• What you should do: Exactly as they stand, set down the following records once more.

Stored data entries

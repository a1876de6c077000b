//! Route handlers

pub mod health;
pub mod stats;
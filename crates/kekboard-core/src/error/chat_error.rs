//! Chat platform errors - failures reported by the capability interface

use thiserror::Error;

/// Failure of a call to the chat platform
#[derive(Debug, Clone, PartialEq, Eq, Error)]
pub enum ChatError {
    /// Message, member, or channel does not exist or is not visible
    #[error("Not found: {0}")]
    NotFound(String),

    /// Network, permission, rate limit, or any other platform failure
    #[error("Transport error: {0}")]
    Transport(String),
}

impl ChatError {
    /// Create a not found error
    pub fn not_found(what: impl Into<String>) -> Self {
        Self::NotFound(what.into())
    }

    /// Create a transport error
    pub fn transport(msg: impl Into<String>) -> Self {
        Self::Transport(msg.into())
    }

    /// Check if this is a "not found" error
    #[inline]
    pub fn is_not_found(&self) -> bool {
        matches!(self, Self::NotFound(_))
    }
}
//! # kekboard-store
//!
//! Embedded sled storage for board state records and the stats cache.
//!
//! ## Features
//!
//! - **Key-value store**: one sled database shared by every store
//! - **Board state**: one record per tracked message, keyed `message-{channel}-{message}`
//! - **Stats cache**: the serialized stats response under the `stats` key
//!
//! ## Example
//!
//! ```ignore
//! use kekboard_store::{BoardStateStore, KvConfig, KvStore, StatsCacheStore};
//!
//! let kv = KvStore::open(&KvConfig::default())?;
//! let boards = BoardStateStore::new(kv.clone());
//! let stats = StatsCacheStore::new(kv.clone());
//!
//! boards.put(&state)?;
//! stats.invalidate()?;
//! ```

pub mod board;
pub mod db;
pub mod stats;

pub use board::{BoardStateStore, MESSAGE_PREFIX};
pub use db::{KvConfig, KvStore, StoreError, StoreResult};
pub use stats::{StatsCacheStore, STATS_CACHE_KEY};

• Output:
repository a1876de6c077000b
//! Route handlers

pub mod health;
pub mod stats;
filename crates/kekboard-core/src/error/chat_error.rs
//! Chat platform errors - failures reported by the capability interface

use thiserror::Error;

/// Failure of a call to the chat platform
#[derive(Debug, Clone, PartialEq, Eq, Error)]
pub enum ChatError {
    /// Message, member, or channel does not exist or is not visible
    #[error("Not found: {0}")]
    NotFound(String),

    /// Network, permission, rate limit, or any other platform failure
    #[error("Transport error: {0}")]
    Transport(String),
}

impl ChatError {
    /// Create a not found error
    pub fn not_found(what: impl Into<String>) -> Self {
        Self::NotFound(what.into())
    }

    /// Create a transport error
    pub fn transport(msg: impl Into<String>) -> Self {
        Self::Transport(msg.into())
    }

    /// Check if this is a "not found" error
    #[inline]
    pub fn is_not_found(&self) -> bool {
        matches!(self, Self::NotFound(_))
    }
}
//! # kekboard-store
//!
//! Embedded sled storage for board state records and the stats cache.
//!
//! ## Features
//!
//! - **Key-value store**: one sled database shared by every store
//! - **Board state**: one record per tracked message, keyed `message-{channel}-{message}`
//! - **Stats cache**: the serialized stats response under the `stats` key
//!
//! ## Example
//!
//! ```ignore
//! use kekboard_store::{BoardStateStore, KvConfig, KvStore, StatsCacheStore};
//!
//! let kv = KvStore::open(&KvConfig::default())?;
//! let boards = BoardStateStore::new(kv.clone());
//! let stats = StatsCacheStore::new(kv.clone());
//!
//! boards.put(&state)?;
//! stats.invalidate()?;
//! ```

pub mod board;
pub mod db;
pub mod stats;

pub use board::{BoardStateStore, MESSAGE_PREFIX};
pub use db::{KvConfig, KvStore, StoreError, StoreResult};
pub use stats::{StatsCacheStore, STATS_CACHE_KEY};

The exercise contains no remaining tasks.